Lörrach Von Maulburg ins „Reich der Mitte“

Die Oberbadische

Auslandsaufenthalt: Julia Schinzel hat ein Jahr in China verbracht / Bald geht es für sie nach London

Ich kann es nur jedem empfehlen“, sagt Julia Schinzel aus Maulburg strahlend. Die 24-jährige Studentin ist kürzlich von einem Auslandsjahr in China zurückgekommen. Ans Verschnaufen aber denkt sie gar nicht: In einer Woche, am Donnerstag, 20. September, geht es für die sie weiter nach London.

Welche Erfahrungen sie im „Reich der Mitte“ gesammelt hat und wie sie auf die Idee kam, im Ausland zu studieren, darüber hat Adrian Steineck sich mit ihr unterhalten.

Frage: Julia, Du bist vor kurzem aus China zurückgekommen, wo Du an der Universität von Peking studiert hast.
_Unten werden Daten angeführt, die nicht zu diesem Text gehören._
impl Model {
    pub(crate) fn new(db: Database, def: Arc<ModelDef>) -> Self {
        Self { db, def }
    }

    /// Type name
    pub fn name(&self) -> &str {
        self.def.name()
    }

    /// Collection the family is stored in
    pub fn collection_name(&self) -> &str {
        self.def.collection()
    }

    /// Resolved definition
    pub fn def(&self) -> &Arc<ModelDef> {
        &self.def
    }

    /// Names of all declared keys, including `_type` and timestamps
    pub fn key_names(&self) -> Vec<&str> {
        self.def.key_names()
    }

    /// The owning database
    pub fn database(&self) -> &Database {
        &self.db
    }

    fn driver(&self) -> &dyn Driver {
        self.db.driver()
    }

    fn translator(&self) -> QueryTranslator<'_> {
        QueryTranslator::new(&self.def, self.db.config())
    }

    /// Conditions restricting queries to this type
    pub(crate) fn base_scope(&self) -> Document {
        self.translator().base_scope()
    }

    fn hydrate(&self, document: Document) -> Record {
        let def = self.db.catalog().resolve(&self.def, &document);
        Record::hydrate(self.db.clone(), def, document)
    }

    fn not_found(&self, ids: &[Value]) -> Error {
        Error::document_not_found(
            self.collection_name(),
            ids.iter().map(|id| match id {
                Value::ObjectId(oid) => oid.to_hex(),
                other => other.to_string(),
            }),
        )
    }

    // =========================================================================
    // Construction
    // =========================================================================

    /// Build an unsaved record with coerced attributes
    pub fn new_record(&self, attrs: Document) -> Record {
        Record::new(self.db.clone(), Arc::clone(&self.def), attrs)
    }

    /// Build and insert a record
    pub fn create(&self, attrs: Document) -> Result<Record> {
        let mut record = self.new_record(attrs);
        record.save()?;
        Ok(record)
    }

    /// Create one record per attribute mapping, in input order
    pub fn create_many(&self, attrs: Vec<Document>) -> Result<Vec<Record>> {
        attrs.into_iter().map(|a| self.create(a)).collect()
    }

    // =========================================================================
    // Update
    // =========================================================================

    /// Update one record's attributes by id
    ///
    /// Only the given attributes change. Returns the updated record.
    ///
    /// # Errors
    ///
    /// - `InvalidArguments` if `attrs` is not a mapping
    /// - `IllegalId` / `DocumentNotFound` as for [`Model::find`]
    pub fn update(&self, id: impl Into<Value>, attrs: impl Into<Value>) -> Result<Record> {
        let attrs = match attrs.into() {
            Value::Object(attrs) => attrs,
            other => {
                return Err(Error::InvalidArguments(format!(
                    "update expects an id and a mapping of attributes, got {}",
                    other.type_name()
                )))
            }
        };
        let mut record = self.find(id)?;
        record.update_attributes(attrs)?;
        Ok(record)
    }

    /// Update several records from an id → attributes mapping
    ///
    /// # Errors
    ///
    /// - `InvalidArguments` if `updates` is not a mapping of mappings
    /// - `IllegalId` / `DocumentNotFound` for bad or missing ids
    pub fn update_many(&self, updates: impl Into<Value>) -> Result<Vec<Record>> {
        let updates = match updates.into() {
            Value::Object(updates) => updates,
            other => {
                return Err(Error::InvalidArguments(format!(
                    "update with many records expects a mapping of id to attributes, got {}",
                    other.type_name()
                )))
            }
        };
        // Validate the whole shape before writing anything
        let mut planned = Vec::with_capacity(updates.len());
        for (id, attrs) in updates {
            let id = ObjectId::parse(&id)?;
            match attrs {
                Value::Object(attrs) => planned.push((id, attrs)),
                other => {
                    return Err(Error::InvalidArguments(format!(
                        "attributes for {} must be a mapping, got {}",
                        id,
                        other.type_name()
                    )))
                }
            }
        }
        planned
            .into_iter()
            .map(|(id, attrs)| self.update(id, attrs))
            .collect()
    }

    // =========================================================================
    // Finders
    // =========================================================================

    /// Find one record by id
    pub fn find(&self, id: impl Into<Value>) -> Result<Record> {
        self.find_in(&self.base_scope(), id.into())
    }

    /// Find several records by id; all must exist
    ///
    /// The ids are treated as a set: repeated ids yield one record each.
    pub fn find_many<I, V>(&self, ids: I) -> Result<Vec<Record>>
    where
        I: IntoIterator<Item = V>,
        V: Into<Value>,
    {
        self.find_many_in(&self.base_scope(), ids.into_iter().map(Into::into).collect())
    }

    /// Find one record by id, `None` when absent
    pub fn find_by_id(&self, id: impl Into<Value>) -> Result<Option<Record>> {
        match self.find(id) {
            Ok(record) => Ok(Some(record)),
            Err(e) if e.is_document_not_found() => Ok(None),
            Err(e) => Err(e),
        }
    }

    /// Find with a selector; `All`, `First` and `Last` mirror
    /// [`Model::all`], [`Model::first`] and [`Model::last`]
    pub fn find_with(&self, selector: Selector, options: FindOptions) -> Result<Found> {
        self.select_in(&self.base_scope(), selector, &options)
    }

    /// All matching records
    pub fn all(&self, options: FindOptions) -> Result<Vec<Record>> {
        Ok(self.find_with(Selector::All, options)?.into_records())
    }

    /// First matching record in the requested (or default) order
    pub fn first(&self, options: FindOptions) -> Result<Option<Record>> {
        Ok(self.find_with(Selector::First, options)?.into_record())
    }

    /// Last matching record in the requested (or default, else natural) order
    pub fn last(&self, options: FindOptions) -> Result<Option<Record>> {
        Ok(self.find_with(Selector::Last, options)?.into_record())
    }

    /// Count matching records; 0 for an absent collection
    pub fn count(&self, conditions: Document) -> Result<u64> {
        self.count_in(&self.base_scope(), &conditions)
    }

    /// One page of matching records plus totals
    pub fn paginate(&self, options: PaginateOptions) -> Result<Page<Record>> {
        self.paginate_in(&self.base_scope(), &options)
    }

    pub(crate) fn find_in(&self, scope: &Document, id: Value) -> Result<Record> {
        let oid = to_object_id(&id)?;
        let mut filter = scope.clone();
        filter.insert(ID_FIELD.to_string(), Value::ObjectId(oid));
        match self.driver().find_one(self.collection_name(), &filter)? {
            Some(document) => Ok(self.hydrate(document)),
            None => Err(self.not_found(&[Value::ObjectId(oid)])),
        }
    }

    pub(crate) fn find_many_in(&self, scope: &Document, ids: Vec<Value>) -> Result<Vec<Record>> {
        if ids.is_empty() {
            return Err(self.not_found(&[]));
        }
        let mut wanted: Vec<ObjectId> = Vec::with_capacity(ids.len());
        for id in &ids {
            let oid = to_object_id(id)?;
            if !wanted.contains(&oid) {
                wanted.push(oid);
            }
        }
        let mut filter = scope.clone();
        filter.insert(ID_FIELD.to_string(), id_in(&wanted));
        let found = self
            .driver()
            .find(self.collection_name(), &NativeQuery::new(filter))?;
        if found.len() != wanted.len() {
            let requested: Vec<Value> = wanted.into_iter().map(Value::ObjectId).collect();
            return Err(self.not_found(&requested));
        }
        Ok(found.into_iter().map(|d| self.hydrate(d)).collect())
    }

    pub(crate) fn select_in(
        &self,
        scope: &Document,
        selector: Selector,
        options: &FindOptions,
    ) -> Result<Found> {
        let translator = self.translator();
        let mut query = translator.translate(scope, options)?;
        match selector {
            Selector::All => {}
            Selector::First => query.limit = Some(1),
            Selector::Last => {
                query.sort = translator.reversed_sort(options.order.as_deref())?;
                query.limit = Some(1);
            }
        }
        let documents = self.driver().find(self.collection_name(), &query)?;
        let records: Vec<Record> = documents.into_iter().map(|d| self.hydrate(d)).collect();
        Ok(match selector {
            Selector::All => Found::Many(records),
            Selector::First | Selector::Last => Found::One(records.into_iter().next()),
        })
    }

    pub(crate) fn count_in(&self, scope: &Document, conditions: &Document) -> Result<u64> {
        let filter = merge(self.translator().filter(conditions), scope);
        Ok(self.driver().count(self.collection_name(), &filter)?)
    }

    pub(crate) fn paginate_in(&self, scope: &Document, options: &PaginateOptions) -> Result<Page<Record>> {
        let per_page = options.per_page.unwrap_or(self.db.config().default_per_page);
        let pagination = Pagination::new(per_page, options.page)?;
        let total = self.count_in(scope, &options.conditions)?;
        let items = self
            .select_in(scope, Selector::All, &pagination.window(options))?
            .into_records();
        Ok(Page::new(items, total, pagination))
    }

    // =========================================================================
    // Removal
    // =========================================================================

    /// Remove one document by id, bypassing record hooks
    pub fn delete(&self, id: impl Into<Value>) -> Result<u64> {
        self.delete_many([id.into()])
    }

    /// Remove documents by id, bypassing record hooks; missing ids are ignored
    pub fn delete_many<I, V>(&self, ids: I) -> Result<u64>
    where
        I: IntoIterator<Item = V>,
        V: Into<Value>,
    {
        let ids = ids
            .into_iter()
            .map(|id| to_object_id(&id.into()))
            .collect::<Result<Vec<_>>>()?;
        let mut filter = self.base_scope();
        filter.insert(ID_FIELD.to_string(), id_in(&ids));
        self.remove(filter)
    }

    /// Remove every matching document, bypassing record hooks
    pub fn delete_all(&self, conditions: Document) -> Result<u64> {
        let filter = merge(self.translator().filter(&conditions), &self.base_scope());
        self.remove(filter)
    }

    fn remove(&self, filter: Document) -> Result<u64> {
        let removed = self.driver().remove(self.collection_name(), &filter)?;
        debug!(
            target: "docmap::model",
            model = self.name(),
            removed,
            "Deleted documents"
        );
        Ok(removed)
    }

    /// Load and destroy one record by id; a missing id is not an error
    pub fn destroy(&self, id: impl Into<Value>) -> Result<u64> {
        self.destroy_many([id.into()])
    }

    /// Load and destroy records by id; missing ids are ignored
    pub fn destroy_many<I, V>(&self, ids: I) -> Result<u64>
    where
        I: IntoIterator<Item = V>,
        V: Into<Value>,
    {
        let ids = ids
            .into_iter()
            .map(|id| to_object_id(&id.into()))
            .collect::<Result<Vec<_>>>()?;
        let mut conditions = Document::new();
        conditions.insert(ID_FIELD.to_string(), id_in(&ids));
        self.destroy_records(self.all(FindOptions::new().conditions(conditions))?)
    }

    /// Load and destroy every matching record
    pub fn destroy_all(&self, conditions: Document) -> Result<u64> {
        self.destroy_records(self.all(FindOptions::new().conditions(conditions))?)
    }

    fn destroy_records(&self, records: Vec<Record>) -> Result<u64> {
        let mut destroyed = 0;
        for mut record in records {
            record.destroy()?;
            destroyed += 1;
        }
        Ok(destroyed)
    }

    // =========================================================================
    // Indexes
    // =========================================================================

    /// Create an index unless it exists; returns its name
    ///
    /// A field name makes an ascending single-key index; use
    /// [`IndexSpec::compound`] for several keys. Options go to the driver
    /// unchanged.
    pub fn ensure_index(&self, spec: impl Into<IndexSpec>, options: IndexOptions) -> Result<String> {
        let spec = spec.into();
        if spec.is_empty() {
            return Err(Error::InvalidArguments("index needs at least one key".to_string()));
        }
        let name = self.driver().ensure_index(self.collection_name(), &spec, &options)?;
        debug!(
            target: "docmap::model",
            model = self.name(),
            index = %name,
            unique = options.unique,
            "Ensured index"
        );
        Ok(name)
    }

    /// All indexes of the collection, keyed by name
    pub fn index_information(&self) -> Result<BTreeMap<String, IndexSpec>> {
        Ok(self.driver().index_information(self.collection_name())?)
    }

    /// Drop every index except the primary key index
    pub fn drop_indexes(&self) -> Result<()> {
        Ok(self.driver().drop_indexes(self.collection_name())?)
    }

    /// Drop the whole collection (shared by the family)
    pub fn drop_collection(&self) -> Result<()> {
        Ok(self.driver().drop_collection(self.collection_name())?)
    }
}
Bald geht es für dich nach London. Wie kam es denn dazu?

Derzeit mache ich meinen Doppelmaster, und das zweite Jahr absolviere ich an der London School of Economics. Dort beginnen die Kurse am 27. September und dauern bis Mitte Juni. Dabei bauen die Zertifikate aufeinander auf, das heißt, wenn ich das Studium in London nicht bestehen sollte, wird mir auch das China-Jahr nicht angerechnet. Ein gewisser Druck ist also da. (lacht)

Frage: Was hat dich zu diesem Auslandsstudium inspiriert?

Ich habe in Wien eine Vorlesung über die Möglichkeit von Auslandssemestern besucht. Der Doppelmaster kam mir da wie gerufen. Unterstützt wurde ich dabei durch die Studienstiftung des deutschen Volkes.

Frage: Denkt man an Asien und speziell China, haben wir Europäer ja manchmal bestimmte Klischeevorstellungen. Hat sich dein Bild von Asien durch den Aufenthalt dort gewandelt?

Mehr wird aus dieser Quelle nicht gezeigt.